Hydrofoil craft, known for drastically reducing resistance in high-speed vessels, is making a comeback due to advancements in materials, sensors, digitalization, and control systems. Once abandoned in the 1980s due to safety and maintenance concerns, hydrofoils are now gaining renewed interest in high-performance sailing and electric transport. They can cut energy consumption by up to 80% and support environmental goals like the UN’s Climate Action, while also offering reduced noise, minimized wave impact, and enhanced passenger comfort. Sweden is at the forefront of developing the next generation of electric hydrofoil craft for fast sea transportation. However, despite the growing interest, still little research has focused on safety aspects, particularly hydrodynamic and structural concerns. The current research project aims to address these safety challenges, promoting the development of safer, more efficient electric foiling vessels and accelerating the shift away from fossil fuel-based marine propulsion systems. To understand the operational and structural limits of hydrofoil vessels, both the hull and hydrofoils must be analyzed under realistic conditions to identify risks related to hydrodynamics and structural integrity.
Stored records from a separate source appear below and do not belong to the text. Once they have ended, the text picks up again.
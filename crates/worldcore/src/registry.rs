//! The managed-thread registry.
//!
//! Grounded on the teacher's `runtime::threads::Threads<R>` (`Mutex<Vec<VMThread>>`
//! plus a monotonic id counter), generalized to also track each thread's
//! call-frame-location pointer and its root designation, which the teacher's
//! registry left to the GC binding rather than owning itself.

use std::sync::atomic::{AtomicU64, Ordering};
use std::sync::Mutex;

/// Opaque identity handle for a registered managed thread. Mint one via
/// [`ManagedThreadRegistry::register`] or [`ManagedThreadRegistry::add_external`].
#[derive(Clone, Copy, PartialEq, Eq, Debug, Hash)]
pub struct ManagedThread(u64);

/// The address of a thread's current call-frame-location slot. The registry stores
/// only the address and never dereferences it — the owning thread's stack frame is
/// the actual storage, and keeping it live and up to date is that thread's job, not
/// the registry's.
#[derive(Clone, Copy, PartialEq, Eq, Debug)]
pub struct FrameSlot(usize);

impl FrameSlot {
    pub fn from_ptr<T>(ptr: *const T) -> Self {
        FrameSlot(ptr as usize)
    }

    pub fn as_address(self) -> usize {
        self.0
    }
}

struct Entry {
    handle: ManagedThread,
    frame_slot: Option<FrameSlot>,
    is_root: bool,
}

/// An ordered collection of every live managed thread, the root-thread designation,
/// and the root-pointer list the GC consults during a stop-the-world episode.
pub struct ManagedThreadRegistry {
    threads: Mutex<Vec<Entry>>,
    next_id: AtomicU64,
}

impl Default for ManagedThreadRegistry {
    fn default() -> Self {
        Self::new()
    }
}

impl ManagedThreadRegistry {
    pub fn new() -> Self {
        Self {
            threads: Mutex::new(Vec::new()),
            next_id: AtomicU64::new(0),
        }
    }

    /// Registers a new VM-owned managed thread, contributing `frame_slot` to the
    /// GC's root-pointer list. The first thread ever registered becomes root.
    pub fn register(&self, frame_slot: FrameSlot) -> ManagedThread {
        let handle = ManagedThread(self.next_id.fetch_add(1, Ordering::Relaxed));
        let mut threads = self.threads.lock().unwrap();
        let is_root = threads.is_empty();
        threads.push(Entry {
            handle,
            frame_slot: Some(frame_slot),
            is_root,
        });
        log::debug!(target: "worldcore::registry", "registered thread {handle:?} (root: {is_root})");
        handle
    }

    /// Registers a thread owned by an external collaborator (e.g. the query/debug
    /// agent). It never contributes a root-pointer slot and is never root.
    pub fn add_external(&self) -> ManagedThread {
        let handle = ManagedThread(self.next_id.fetch_add(1, Ordering::Relaxed));
        let mut threads = self.threads.lock().unwrap();
        threads.push(Entry {
            handle,
            frame_slot: None,
            is_root: false,
        });
        log::debug!(target: "worldcore::registry", "registered external thread {handle:?}");
        handle
    }

    /// Removes a thread's record. Does not free anything the caller associated
    /// with `handle` — the caller's own stack may still reference it.
    pub fn remove(&self, handle: ManagedThread) -> bool {
        let mut threads = self.threads.lock().unwrap();
        match threads.iter().position(|e| e.handle == handle) {
            Some(pos) => {
                threads.remove(pos);
                log::debug!(target: "worldcore::registry", "removed thread {handle:?}");
                true
            }
            None => false,
        }
    }

    pub fn len(&self) -> usize {
        self.threads.lock().unwrap().len()
    }

    pub fn is_empty(&self) -> bool {
        self.len() == 0
    }

    pub fn has_root(&self) -> bool {
        self.threads.lock().unwrap().iter().any(|e| e.is_root)
    }

    /// The GC's root-pointer list: every registered thread's call-frame-location
    /// slot, in registration order, skipping threads that never contributed one.
    pub fn frame_slots(&self) -> Vec<FrameSlot> {
        self.threads
            .lock()
            .unwrap()
            .iter()
            .filter_map(|e| e.frame_slot)
            .collect()
    }
}
//! The stop-the-world coordination object.
//!
//! Grounded on the teacher crate's `runtime::threads::Barrier` (a `Mutex` +
//! two `Condvar`s guarding an armed flag and a stopped-count), generalized from a
//! one-shot boolean barrier into the explicit `pending_threads` / `should_stop`
//! counter pair this spec calls for.

use std::sync::atomic::{AtomicBool, AtomicU64, Ordering};
use std::sync::{Condvar, Mutex, MutexGuard};
use std::time::Instant;

struct Inner {
    pending_threads: usize,
}

/// Coordinates stop-the-world episodes between a collector thread and any number of
/// managed application threads. See module docs and the crate-level spec notes for
/// the full protocol; this type implements exactly the five operations plus the
/// `wait_to_run` helper described there.
pub struct WorldState {
    inner: Mutex<Inner>,
    waiting_to_stop: Condvar,
    waiting_to_run: Condvar,
    /// Read without the mutex by `checkpoint`; written only under `inner`'s lock.
    /// A stale `false` read is corrected by the next checkpoint (bounded by the
    /// preemption timer); a stale `true` read only costs an extra lock acquisition.
    should_stop: AtomicBool,
    time_waiting_nanos: AtomicU64,
}

impl Default for WorldState {
    fn default() -> Self {
        Self::new()
    }
}

impl WorldState {
    /// Constructs a fresh world with one dependent thread (the bootstrap thread)
    /// and no stop in progress.
    pub fn new() -> Self {
        Self {
            inner: Mutex::new(Inner { pending_threads: 1 }),
            waiting_to_stop: Condvar::new(),
            waiting_to_run: Condvar::new(),
            should_stop: AtomicBool::new(false),
            time_waiting_nanos: AtomicU64::new(0),
        }
    }

    /// Hot-path safepoint check. Must be cheap enough to call on every loop
    /// backedge: the common case is a single relaxed load and nothing else.
    #[inline]
    pub fn checkpoint(&self) {
        if self.should_stop.load(Ordering::Relaxed) {
            let guard = self.lock();
            let _ = self.wait_to_run(guard);
        }
    }

    /// Called by a thread that is about to leave managed execution (e.g. entering a
    /// native call). If a stop is in progress, participates in it first so the
    /// stopper never has to special-case a thread that excused itself mid-episode.
    pub fn become_independent(&self) {
        let mut guard = self.lock();
        if self.should_stop.load(Ordering::Relaxed) {
            guard = self.wait_to_run(guard);
        }
        debug_assert!(
            guard.pending_threads > 0,
            "become_independent called on a thread that was not dependent"
        );
        guard.pending_threads -= 1;
    }

    /// Called by a thread returning to managed execution. Blocks for the duration
    /// of any stop episode already in progress.
    pub fn become_dependent(&self) {
        let mut guard = self.lock();
        while self.should_stop.load(Ordering::Relaxed) {
            guard = self.wait(&self.waiting_to_run, guard);
        }
        guard.pending_threads += 1;
    }

    /// Called by the collector. Blocks until every other dependent thread has
    /// parked or declared itself independent, then returns with the world
    /// quiescent and `should_stop` still set.
    pub fn wait_til_alone(&self) {
        let mut guard = self.lock();
        debug_assert!(
            !self.should_stop.load(Ordering::Relaxed),
            "wait_til_alone: stop already in progress"
        );
        self.should_stop.store(true, Ordering::Relaxed);
        debug_assert!(guard.pending_threads > 0, "wait_til_alone: stopper was not dependent");
        guard.pending_threads -= 1;
        log::trace!(target: "worldcore::world", "stop requested, {} thread(s) pending", guard.pending_threads);

        let start = Instant::now();
        while guard.pending_threads > 0 {
            guard = self.wait(&self.waiting_to_stop, guard);
        }
        let elapsed_nanos = start.elapsed().as_nanos().min(u64::MAX as u128) as u64;
        self.time_waiting_nanos.fetch_add(elapsed_nanos, Ordering::Relaxed);
        log::trace!(target: "worldcore::world", "world quiesced after {elapsed_nanos}ns");
    }

    /// Called by the collector to end a stop episode. Broadcasts every parked
    /// thread awake.
    pub fn wake_all_waiters(&self) {
        let mut guard = self.lock();
        debug_assert!(
            self.should_stop.load(Ordering::Relaxed),
            "wake_all_waiters: restart without a matching stop"
        );
        self.should_stop.store(false, Ordering::Relaxed);
        guard.pending_threads += 1;
        self.waiting_to_run.notify_all();
        log::trace!(target: "worldcore::world", "world restarted, {} thread(s) pending", guard.pending_threads);
    }

    /// Cumulative nanoseconds the collector has spent blocked in `wait_til_alone`
    /// across the life of this `WorldState`. Monotonically non-decreasing.
    pub fn time_waiting(&self) -> u64 {
        self.time_waiting_nanos.load(Ordering::Relaxed)
    }

    /// Post-`fork()` reinitialization. The caller must ensure the calling thread is
    /// the sole survivor of the fork before calling this; everything else (mutex,
    /// condvars, counters, accumulated wait time) is discarded and rebuilt fresh.
    pub fn reinit(&mut self) {
        *self = WorldState::new();
    }

    #[cfg(test)]
    pub(crate) fn pending_threads(&self) -> usize {
        self.lock().pending_threads
    }

    #[cfg(test)]
    pub(crate) fn is_stopped(&self) -> bool {
        self.should_stop.load(Ordering::Relaxed)
    }

    fn lock(&self) -> MutexGuard<'_, Inner> {
        self.inner.lock().unwrap_or_else(|_| {
            // A panic while holding this lock is always a contract violation
            // asserted above; there is no recovery, so we treat poisoning the
            // same as any other OS-primitive catastrophe.
            unreachable!("worldcore: WorldState mutex poisoned")
        })
    }

    fn wait<'a>(&self, cv: &Condvar, guard: MutexGuard<'a, Inner>) -> MutexGuard<'a, Inner> {
        cv.wait(guard).unwrap_or_else(|_| {
            unreachable!("worldcore: WorldState mutex poisoned while waiting")
        })
    }

    /// Converts a dependent thread into a quiescent, parked waiter and back. The
    /// single point where a thread acknowledges a stop request: decrement, signal
    /// the stopper, park until the episode ends, then re-increment.
    fn wait_to_run<'a>(&'a self, mut guard: MutexGuard<'a, Inner>) -> MutexGuard<'a, Inner> {
        debug_assert!(guard.pending_threads > 0, "wait_to_run: no pending thread to decrement");
        guard.pending_threads -= 1;
        self.waiting_to_stop.notify_one();

        while self.should_stop.load(Ordering::Relaxed) {
            guard = self.wait(&self.waiting_to_run, guard);
        }

        guard.pending_threads += 1;
        guard
    }
}

#[cfg(test)]
mod tests {
    use super::*;
    use std::sync::Arc;
    use std::sync::Barrier as TestBarrier;
    use std::thread;
    use std::time::Duration;

    #[test]
    fn fresh_world_has_one_pending_thread() {
        let world = WorldState::new();
        assert_eq!(world.pending_threads(), 1);
        assert!(!world.is_stopped());
    }

    #[test]
    fn solo_stop_round_trips() {
        let world = WorldState::new();
        world.wait_til_alone();
        assert_eq!(world.pending_threads(), 0);
        assert!(world.is_stopped());

        world.wake_all_waiters();
        assert_eq!(world.pending_threads(), 1);
        assert!(!world.is_stopped());
    }

    #[test]
    fn independent_then_dependent_restores_count() {
        let world = WorldState::new();
        world.become_independent();
        assert_eq!(world.pending_threads(), 0);
        world.become_dependent();
        assert_eq!(world.pending_threads(), 1);
    }

    #[test]
    fn independent_thread_is_not_waited_on() {
        // Mirrors the "independent thread ignored" scenario: A starts dependent
        // (the fresh world), B joins dependent then immediately excuses itself.
        let world = WorldState::new();
        world.become_dependent(); // B joins
        world.become_independent(); // B leaves; only A (1) remains pending
        assert_eq!(world.pending_threads(), 1);

        world.wait_til_alone(); // A stops the world; returns immediately
        assert_eq!(world.pending_threads(), 0);

        world.wake_all_waiters(); // A rejoins
        assert_eq!(world.pending_threads(), 1);

        world.become_dependent(); // B returns
        assert_eq!(world.pending_threads(), 2);
    }

    #[test]
    fn reinit_resets_to_one_pending_and_clears_stop() {
        let world = Arc::new(WorldState::new());
        for _ in 0..4 {
            world.become_dependent();
        }
        assert_eq!(world.pending_threads(), 5);

        let mut world = Arc::try_unwrap(world).unwrap_or_else(|_| unreachable!());
        world.reinit();
        assert_eq!(world.pending_threads(), 1);
        assert!(!world.is_stopped());
        assert_eq!(world.time_waiting(), 0);
    }

    #[test]
    fn two_thread_stop_parks_the_second_thread() {
        use std::sync::atomic::AtomicBool as StdAtomicBool;

        let world = Arc::new(WorldState::new());
        world.become_dependent(); // simulate thread B joining as dependent

        let barrier = Arc::new(TestBarrier::new(2));
        let done = Arc::new(StdAtomicBool::new(false));

        let b_world = world.clone();
        let b_barrier = barrier.clone();
        let b_done = done.clone();
        let b = thread::spawn(move || {
            b_barrier.wait();
            // Spin on checkpoint; A's stop will park us inside `checkpoint` itself,
            // and we fall out once A restarts the world and sets `done`.
            while !b_done.load(Ordering::Relaxed) {
                b_world.checkpoint();
                thread::sleep(Duration::from_millis(1));
            }
        });

        barrier.wait();
        thread::sleep(Duration::from_millis(20));
        world.wait_til_alone();
        assert_eq!(world.pending_threads(), 0);
        assert!(world.time_waiting() > 0);

        world.wake_all_waiters();
        done.store(true, Ordering::Relaxed);
        b.join().unwrap();
        assert_eq!(world.pending_threads(), 2);
        assert!(!world.is_stopped());
    }

    #[test]
    fn racing_become_dependent_blocks_until_restart() {
        // A is the fresh world's sole dependent thread; B is independent from the
        // start simply by never having called `become_dependent` yet.
        let world = Arc::new(WorldState::new());

        world.wait_til_alone();
        assert_eq!(world.pending_threads(), 0);

        let b_world = world.clone();
        let b = thread::spawn(move || {
            b_world.become_dependent();
        });

        // B should still be blocked; give it a moment to prove it didn't race past us.
        thread::sleep(Duration::from_millis(20));
        assert!(!b.is_finished());

        world.wake_all_waiters();
        b.join().unwrap();
        assert_eq!(world.pending_threads(), 2);
    }

    #[test]
    fn become_independent_during_stop_participates_then_departs() {
        // Mirrors the "independent during stop" scenario: B is dependent and still
        // pending when A's stop episode begins. B then calls `become_independent`
        // mid-episode rather than reaching a plain `checkpoint`; it must first run
        // `wait_to_run` (decrementing and signalling the stopper, then parking) and
        // only decrement again once the episode ends.
        let world = Arc::new(WorldState::new());
        world.become_dependent(); // B joins as dependent; pending=2 (A, B)

        let stopper_world = world.clone();
        let stopper = thread::spawn(move || {
            stopper_world.wait_til_alone(); // A excuses itself; waits on B
        });

        thread::sleep(Duration::from_millis(20));
        assert!(!stopper.is_finished());

        let b_world = world.clone();
        let b = thread::spawn(move || {
            b_world.become_independent();
        });

        stopper.join().unwrap();
        assert_eq!(world.pending_threads(), 0);
        assert!(world.is_stopped());

        // B must still be parked inside `wait_to_run`, waiting for the episode to
        // end before it can finish excusing itself.
        thread::sleep(Duration::from_millis(20));
        assert!(!b.is_finished());

        world.wake_all_waiters();
        b.join().unwrap();
        // B rejoined as part of `wait_to_run`'s wakeup, then immediately excused
        // itself again; only A's rejoin from `wake_all_waiters` remains pending.
        assert_eq!(world.pending_threads(), 1);
        assert!(!world.is_stopped());
    }

    #[test]
    fn time_waiting_is_monotonic() {
        let world = WorldState::new();
        world.wait_til_alone();
        world.wake_all_waiters();
        let first = world.time_waiting();
        assert!(first > 0);

        world.wait_til_alone();
        world.wake_all_waiters();
        assert!(world.time_waiting() >= first);
    }
}
//! Error handling for the world-coordination core.
//!
//! Only the two OS-primitive failures named in the spec are represented as values;
//! everything else (a caller violating the state-machine contract) is a programmer
//! bug and is asserted, not returned. See `abort` for how a `WorldError` ultimately
//! ends the process.

use std::fmt;

/// A fatal, OS-level failure. There is no recovery path for either variant: the
/// caller is expected to log and abort, never to retry.
#[derive(Debug)]
pub enum WorldError {
    /// `std::thread::Builder::spawn` failed when starting the preemption timer.
    ThreadSpawnFailed(std::io::Error),
    /// Masking signals on the preemption timer thread failed.
    SignalMaskFailed(i32),
}

impl fmt::Display for WorldError {
    fn fmt(&self, f: &mut fmt::Formatter<'_>) -> fmt::Result {
        match self {
            WorldError::ThreadSpawnFailed(e) => write!(f, "failed to spawn thread: {e}"),
            WorldError::SignalMaskFailed(errno) => {
                write!(f, "pthread_sigmask failed with errno {errno}")
            }
        }
    }
}

/// Log `err` at `error` level and terminate the process immediately.
///
/// We call [`std::process::abort`] rather than `panic!`: a panic can be caught by
/// `catch_unwind` elsewhere in the process, which would leave the world either
/// half-stopped or with a poisoned mutex and nobody left who knows to restart it.
/// That is strictly worse than terminating, so these conditions never unwind.
pub fn abort(err: &WorldError) -> ! {
    log::error!(target: "worldcore", "fatal: {err}");
    std::process::abort()
}
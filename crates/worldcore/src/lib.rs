//! `worldcore`: the stop-the-world coordination core for a managed-language
//! runtime.
//!
//! This crate owns exactly the piece of a GC-capable VM that decides when
//! managed threads must pause for the collector and when they may resume — the
//! [`WorldState`](world::WorldState) barrier, a periodic [`PreemptionTimer`]
//! that keeps compute-bound threads checking in, a [`ManagedThreadRegistry`]
//! tracking which threads exist, and a [`SharedState`](shared_state::SharedState)
//! façade that ties the three together for an embedder. Object allocation,
//! collection itself, and the actual GC algorithm are someone else's problem;
//! see each module's docs for the exact boundary.

pub mod config;
pub mod error;
pub mod preemption;
pub mod registry;
pub mod shared_state;
pub mod world;

pub use error::WorldError;
pub use preemption::PreemptionTimer;
pub use registry::{FrameSlot, ManagedThread, ManagedThreadRegistry};
pub use shared_state::SharedState;
pub use world::WorldState;
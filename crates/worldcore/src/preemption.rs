//! The preemption timer.
//!
//! A dedicated OS thread that periodically pokes an interrupt flag so a managed
//! thread stuck in a tight compute loop still reaches a `checkpoint` promptly.
//! Grounded on the teacher's `Thread::start` idiom (`std::thread::Builder::new().spawn`)
//! for the thread itself, and on the teacher's `libc` dependency for the signal
//! masking this thread needs that the teacher's own threads did not.

use std::sync::atomic::{AtomicBool, Ordering};
use std::sync::Once;
use std::thread::JoinHandle;
use std::time::Duration;

use crate::config;
use crate::error::WorldError;

/// Set by the timer thread on every tick (subject to `config::preemption_enabled`);
/// cleared by whoever acts on it. Managed threads consult this in their dispatch
/// loop as a cue to call `checkpoint` soon; the core itself never clears it, that is
/// the runtime's job.
static TIMER_FLAG: AtomicBool = AtomicBool::new(false);

static START: Once = Once::new();

/// A handle to the running timer thread. Dropping it does not stop the thread: per
/// the spec, the loop never terminates and is torn down only by process exit.
pub struct PreemptionTimer {
    #[allow(dead_code)]
    handle: JoinHandle<()>,
}

impl PreemptionTimer {
    /// Starts the timer thread. Idempotent: calling this more than once across the
    /// process only starts one thread; subsequent calls are no-ops.
    ///
    /// Per spec, thread-creation failure here is fatal: logs and exits the process,
    /// the same as the signal-masking failure inside the timer thread itself.
    pub fn start() {
        START.call_once(|| match Self::spawn() {
            Ok(handle) => {
                // Leak the handle: the timer thread runs for the life of the
                // process and nothing ever joins it.
                std::mem::forget(PreemptionTimer { handle });
            }
            Err(err) => crate::error::abort(&err),
        });
    }

    fn spawn() -> Result<JoinHandle<()>, WorldError> {
        std::thread::Builder::new()
            .name("worldcore-preemption-timer".into())
            .spawn(Self::run)
            .map_err(WorldError::ThreadSpawnFailed)
    }

    fn run() {
        mask_all_signals();
        log::debug!(target: "worldcore::preemption", "preemption timer started");

        loop {
            std::thread::sleep(Duration::from_millis(config::preemption_interval_ms()));
            if config::preemption_enabled() {
                TIMER_FLAG.store(true, Ordering::Relaxed);
            }
        }
    }
}

/// Whether the timer has raised a preemption request since it was last observed.
/// Does not clear the flag; callers that act on it should clear it themselves.
pub fn timer_flag() -> bool {
    TIMER_FLAG.load(Ordering::Relaxed)
}

/// Clears the preemption flag, typically right after a thread has reached a
/// checkpoint on account of it.
pub fn clear_timer_flag() {
    TIMER_FLAG.store(false, Ordering::Relaxed);
}

/// Masks every signal on the calling thread so the kernel never targets the
/// preemption timer for delivery. Aborts the process if masking fails: a signal
/// landing on this thread mid-sleep is not a condition we can recover from safely.
fn mask_all_signals() {
    unsafe {
        let mut set: libc::sigset_t = std::mem::zeroed();
        libc::sigfillset(&mut set);
        let rc = libc::pthread_sigmask(libc::SIG_SETMASK, &set, std::ptr::null_mut());
        if rc != 0 {
            crate::error::abort(&WorldError::SignalMaskFailed(rc));
        }
    }
}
Key challenges include hydrofoil stall and ventilation, which can result in sudden lift loss and cause high-speed crashes. Hydrofoil vessels operate in complex hydrodynamic environments, dealing with high-speed operations, turbulent flow, cavitation, waves, and shallow water effects. These factors, combined with the structural behavior of hydrofoils and hulls, complicate analysis. Effective control systems are critical for safety, as they optimize the performance of hydrofoils and control surfaces (e.g., stabilizers, flaps) under various conditions to improve operational range and dynamic stability. Proper hull design is also essential to mitigate slamming forces when lift is lost, as these impacts can lead to structural damage and passenger injuries. The current project proposes using advanced Computational Fluid Dynamics (CFD) and Finite Element Method (FEM) techniques, validated through experimental testing, to efficiently explore a wide range of scenarios. Testing at the SSPA - RISE Maritime Center, along with a specialized hydrofoil test rig being developed by SSPA and Chalmers (in an ongoing project funded by Lighthouse/Trafikverket), will provide essential data for validating simulations.